> [Supplied records]
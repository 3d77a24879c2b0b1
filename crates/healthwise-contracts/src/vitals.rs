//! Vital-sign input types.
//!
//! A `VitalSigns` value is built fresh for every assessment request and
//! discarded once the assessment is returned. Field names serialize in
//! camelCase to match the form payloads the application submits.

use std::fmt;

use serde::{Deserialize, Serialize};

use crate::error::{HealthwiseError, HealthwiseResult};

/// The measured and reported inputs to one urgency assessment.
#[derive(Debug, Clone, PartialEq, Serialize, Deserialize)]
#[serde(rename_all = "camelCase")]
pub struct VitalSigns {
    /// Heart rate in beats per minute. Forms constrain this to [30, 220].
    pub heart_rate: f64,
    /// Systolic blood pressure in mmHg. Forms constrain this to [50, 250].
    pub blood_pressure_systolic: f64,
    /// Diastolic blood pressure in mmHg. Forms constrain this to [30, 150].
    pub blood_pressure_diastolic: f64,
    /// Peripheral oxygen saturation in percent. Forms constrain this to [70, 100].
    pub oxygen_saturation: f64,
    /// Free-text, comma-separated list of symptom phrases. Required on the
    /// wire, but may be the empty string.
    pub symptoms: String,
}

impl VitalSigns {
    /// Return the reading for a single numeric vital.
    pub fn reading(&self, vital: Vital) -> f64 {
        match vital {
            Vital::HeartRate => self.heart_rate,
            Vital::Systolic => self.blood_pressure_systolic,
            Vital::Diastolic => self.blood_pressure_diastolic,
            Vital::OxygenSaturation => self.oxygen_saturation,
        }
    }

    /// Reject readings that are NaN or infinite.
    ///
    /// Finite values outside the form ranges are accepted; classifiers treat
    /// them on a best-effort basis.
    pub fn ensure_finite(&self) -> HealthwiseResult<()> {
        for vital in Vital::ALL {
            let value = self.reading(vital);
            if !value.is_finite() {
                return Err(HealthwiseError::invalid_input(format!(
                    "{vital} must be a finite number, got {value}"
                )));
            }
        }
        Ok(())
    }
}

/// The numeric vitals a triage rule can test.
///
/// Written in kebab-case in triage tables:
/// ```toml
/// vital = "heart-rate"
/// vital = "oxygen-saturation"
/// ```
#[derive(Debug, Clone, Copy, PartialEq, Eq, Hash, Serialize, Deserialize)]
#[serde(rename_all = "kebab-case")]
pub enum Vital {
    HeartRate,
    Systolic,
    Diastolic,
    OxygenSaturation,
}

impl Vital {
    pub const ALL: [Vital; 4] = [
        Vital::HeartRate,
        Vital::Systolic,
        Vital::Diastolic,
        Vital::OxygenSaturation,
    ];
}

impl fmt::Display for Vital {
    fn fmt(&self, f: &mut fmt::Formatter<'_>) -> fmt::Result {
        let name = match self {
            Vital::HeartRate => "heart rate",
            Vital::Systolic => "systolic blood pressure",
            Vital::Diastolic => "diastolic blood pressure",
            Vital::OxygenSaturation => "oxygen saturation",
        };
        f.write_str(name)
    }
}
---
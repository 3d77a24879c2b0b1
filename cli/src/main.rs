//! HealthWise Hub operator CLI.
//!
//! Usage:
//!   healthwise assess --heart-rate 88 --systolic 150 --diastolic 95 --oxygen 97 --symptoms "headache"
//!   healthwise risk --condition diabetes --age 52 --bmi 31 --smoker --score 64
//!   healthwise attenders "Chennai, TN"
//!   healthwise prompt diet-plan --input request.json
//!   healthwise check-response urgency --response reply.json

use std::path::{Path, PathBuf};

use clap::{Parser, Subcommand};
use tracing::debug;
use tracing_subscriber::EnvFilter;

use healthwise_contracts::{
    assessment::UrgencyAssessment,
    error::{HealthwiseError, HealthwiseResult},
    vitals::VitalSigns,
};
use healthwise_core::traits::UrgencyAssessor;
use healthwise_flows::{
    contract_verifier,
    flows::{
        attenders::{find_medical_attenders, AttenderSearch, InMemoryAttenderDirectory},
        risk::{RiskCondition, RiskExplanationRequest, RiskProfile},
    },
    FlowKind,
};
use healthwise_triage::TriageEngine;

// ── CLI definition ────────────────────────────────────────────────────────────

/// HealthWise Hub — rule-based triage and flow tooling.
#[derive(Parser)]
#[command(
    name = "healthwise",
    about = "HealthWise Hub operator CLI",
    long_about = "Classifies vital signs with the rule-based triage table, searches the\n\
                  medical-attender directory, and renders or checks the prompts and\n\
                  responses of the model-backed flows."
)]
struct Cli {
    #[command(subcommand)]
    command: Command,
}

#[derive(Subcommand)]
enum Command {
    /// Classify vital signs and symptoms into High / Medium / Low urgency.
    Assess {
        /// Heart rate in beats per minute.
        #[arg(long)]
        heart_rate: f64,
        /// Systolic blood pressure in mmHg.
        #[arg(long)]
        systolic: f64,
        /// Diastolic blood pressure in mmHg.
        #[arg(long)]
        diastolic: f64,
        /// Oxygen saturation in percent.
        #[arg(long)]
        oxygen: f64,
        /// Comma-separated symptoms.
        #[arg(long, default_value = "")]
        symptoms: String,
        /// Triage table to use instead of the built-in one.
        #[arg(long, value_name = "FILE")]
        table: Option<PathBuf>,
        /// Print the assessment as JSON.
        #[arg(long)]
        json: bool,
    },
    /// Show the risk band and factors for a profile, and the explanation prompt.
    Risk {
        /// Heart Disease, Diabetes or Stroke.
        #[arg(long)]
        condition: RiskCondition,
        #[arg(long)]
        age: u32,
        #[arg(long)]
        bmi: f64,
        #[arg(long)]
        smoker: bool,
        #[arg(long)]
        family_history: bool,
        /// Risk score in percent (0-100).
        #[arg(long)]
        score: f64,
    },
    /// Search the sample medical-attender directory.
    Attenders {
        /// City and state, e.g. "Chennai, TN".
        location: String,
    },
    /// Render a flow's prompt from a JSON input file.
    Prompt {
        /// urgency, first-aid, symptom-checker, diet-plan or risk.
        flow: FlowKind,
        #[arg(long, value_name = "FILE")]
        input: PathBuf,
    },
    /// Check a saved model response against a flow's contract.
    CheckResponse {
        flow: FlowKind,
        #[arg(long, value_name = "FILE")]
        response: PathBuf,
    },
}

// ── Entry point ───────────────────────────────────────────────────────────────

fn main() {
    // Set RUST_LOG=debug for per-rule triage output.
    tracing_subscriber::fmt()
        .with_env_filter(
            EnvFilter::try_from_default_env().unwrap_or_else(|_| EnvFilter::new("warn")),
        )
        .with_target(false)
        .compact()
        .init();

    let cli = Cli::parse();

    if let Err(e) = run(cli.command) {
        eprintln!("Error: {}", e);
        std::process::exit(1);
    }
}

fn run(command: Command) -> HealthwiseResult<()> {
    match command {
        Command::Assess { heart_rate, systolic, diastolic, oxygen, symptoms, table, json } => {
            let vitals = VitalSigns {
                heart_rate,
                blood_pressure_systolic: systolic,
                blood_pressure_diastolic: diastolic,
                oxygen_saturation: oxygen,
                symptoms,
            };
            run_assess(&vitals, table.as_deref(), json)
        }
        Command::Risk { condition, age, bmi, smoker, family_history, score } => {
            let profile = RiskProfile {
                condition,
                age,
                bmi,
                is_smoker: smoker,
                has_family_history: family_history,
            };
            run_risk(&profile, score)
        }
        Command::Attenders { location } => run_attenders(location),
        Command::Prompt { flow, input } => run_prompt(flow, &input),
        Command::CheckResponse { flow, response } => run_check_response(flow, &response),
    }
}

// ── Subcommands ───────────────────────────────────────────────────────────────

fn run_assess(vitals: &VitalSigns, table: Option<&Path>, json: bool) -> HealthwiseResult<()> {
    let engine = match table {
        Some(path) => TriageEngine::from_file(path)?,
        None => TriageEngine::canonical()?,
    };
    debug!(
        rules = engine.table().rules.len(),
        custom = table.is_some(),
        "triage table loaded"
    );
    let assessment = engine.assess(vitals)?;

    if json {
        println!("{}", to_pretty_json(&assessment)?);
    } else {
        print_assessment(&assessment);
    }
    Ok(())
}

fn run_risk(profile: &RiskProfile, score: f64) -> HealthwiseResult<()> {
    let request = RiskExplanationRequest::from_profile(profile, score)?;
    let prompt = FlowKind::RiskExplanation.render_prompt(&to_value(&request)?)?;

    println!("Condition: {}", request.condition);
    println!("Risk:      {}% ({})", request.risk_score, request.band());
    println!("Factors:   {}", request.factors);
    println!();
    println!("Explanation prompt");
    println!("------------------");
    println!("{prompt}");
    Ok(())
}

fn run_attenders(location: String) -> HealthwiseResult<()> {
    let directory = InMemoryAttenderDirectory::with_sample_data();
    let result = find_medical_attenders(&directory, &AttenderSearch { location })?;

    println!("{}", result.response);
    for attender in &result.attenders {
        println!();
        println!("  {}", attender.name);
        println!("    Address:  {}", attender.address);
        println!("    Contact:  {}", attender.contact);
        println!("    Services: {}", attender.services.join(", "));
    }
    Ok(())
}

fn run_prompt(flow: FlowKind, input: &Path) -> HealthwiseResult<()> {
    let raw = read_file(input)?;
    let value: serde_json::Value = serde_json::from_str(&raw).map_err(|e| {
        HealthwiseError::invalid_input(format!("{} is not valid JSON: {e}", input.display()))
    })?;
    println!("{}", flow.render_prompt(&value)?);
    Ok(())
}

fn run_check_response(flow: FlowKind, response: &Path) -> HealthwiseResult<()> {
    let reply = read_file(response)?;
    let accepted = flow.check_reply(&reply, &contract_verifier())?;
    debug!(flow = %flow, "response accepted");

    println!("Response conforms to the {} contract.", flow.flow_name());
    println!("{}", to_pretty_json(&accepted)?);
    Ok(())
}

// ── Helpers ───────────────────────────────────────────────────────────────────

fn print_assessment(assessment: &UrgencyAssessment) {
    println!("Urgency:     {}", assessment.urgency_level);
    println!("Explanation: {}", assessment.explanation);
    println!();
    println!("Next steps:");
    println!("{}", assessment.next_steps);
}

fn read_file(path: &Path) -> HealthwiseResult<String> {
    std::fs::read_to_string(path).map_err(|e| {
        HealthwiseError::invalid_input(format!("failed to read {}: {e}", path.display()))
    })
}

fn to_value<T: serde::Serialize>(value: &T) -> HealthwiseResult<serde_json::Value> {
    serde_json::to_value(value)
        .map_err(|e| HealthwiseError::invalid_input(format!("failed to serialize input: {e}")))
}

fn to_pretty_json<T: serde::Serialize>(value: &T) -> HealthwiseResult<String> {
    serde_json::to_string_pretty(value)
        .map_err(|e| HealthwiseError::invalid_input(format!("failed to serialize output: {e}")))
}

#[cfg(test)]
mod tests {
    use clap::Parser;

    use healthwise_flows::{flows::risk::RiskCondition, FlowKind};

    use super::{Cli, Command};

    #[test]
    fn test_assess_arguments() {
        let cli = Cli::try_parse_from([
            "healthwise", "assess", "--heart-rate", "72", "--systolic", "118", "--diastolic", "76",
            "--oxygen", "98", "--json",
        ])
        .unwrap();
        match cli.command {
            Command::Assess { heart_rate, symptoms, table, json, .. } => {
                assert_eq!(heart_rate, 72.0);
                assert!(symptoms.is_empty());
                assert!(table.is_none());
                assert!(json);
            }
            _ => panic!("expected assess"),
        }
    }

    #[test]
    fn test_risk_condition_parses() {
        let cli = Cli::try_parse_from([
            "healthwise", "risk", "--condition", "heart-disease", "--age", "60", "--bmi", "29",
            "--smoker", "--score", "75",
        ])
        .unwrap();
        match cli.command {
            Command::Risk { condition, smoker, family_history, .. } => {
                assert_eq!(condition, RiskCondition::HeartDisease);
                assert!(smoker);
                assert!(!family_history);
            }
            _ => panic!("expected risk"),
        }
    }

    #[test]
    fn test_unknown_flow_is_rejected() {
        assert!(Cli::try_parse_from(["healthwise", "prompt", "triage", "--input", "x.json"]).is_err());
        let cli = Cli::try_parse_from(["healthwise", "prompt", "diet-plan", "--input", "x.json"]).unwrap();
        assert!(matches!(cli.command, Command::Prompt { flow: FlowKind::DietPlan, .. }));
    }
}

> [Task objective] Print, from the entries above, the line with "filename crates/healthwise-contracts/src/vitals.rs", the line with "pub fn ensure_finite(&self)" and all lines between them, exactly and with nothing else.

> [Exercise output]
filename crates/healthwise-contracts/src/vitals.rs
//! Vital-sign input types.
//!
//! A `VitalSigns` value is built fresh for every assessment request and
//! discarded once the assessment is returned. Field names serialize in
//! camelCase to match the form payloads the application submits.

use std::fmt;

use serde::{Deserialize, Serialize};

use crate::error::{HealthwiseError, HealthwiseResult};

/// The measured and reported inputs to one urgency assessment.
#[derive(Debug, Clone, PartialEq, Serialize, Deserialize)]
#[serde(rename_all = "camelCase")]
pub struct VitalSigns {
    /// Heart rate in beats per minute. Forms constrain this to [30, 220].
    pub heart_rate: f64,
    /// Systolic blood pressure in mmHg. Forms constrain this to [50, 250].
    pub blood_pressure_systolic: f64,
    /// Diastolic blood pressure in mmHg. Forms constrain this to [30, 150].
    pub blood_pressure_diastolic: f64,
    /// Peripheral oxygen saturation in percent. Forms constrain this to [70, 100].
    pub oxygen_saturation: f64,
    /// Free-text, comma-separated list of symptom phrases. Required on the
    /// wire, but may be the empty string.
    pub symptoms: String,
}

impl VitalSigns {
    /// Return the reading for a single numeric vital.
    pub fn reading(&self, vital: Vital) -> f64 {
        match vital {
            Vital::HeartRate => self.heart_rate,
            Vital::Systolic => self.blood_pressure_systolic,
            Vital::Diastolic => self.blood_pressure_diastolic,
            Vital::OxygenSaturation => self.oxygen_saturation,
        }
    }

    /// Reject readings that are NaN or infinite.
    ///
    /// Finite values outside the form ranges are accepted; classifiers treat
    /// them on a best-effort basis.
    pub fn ensure_finite(&self) -> HealthwiseResult<()> {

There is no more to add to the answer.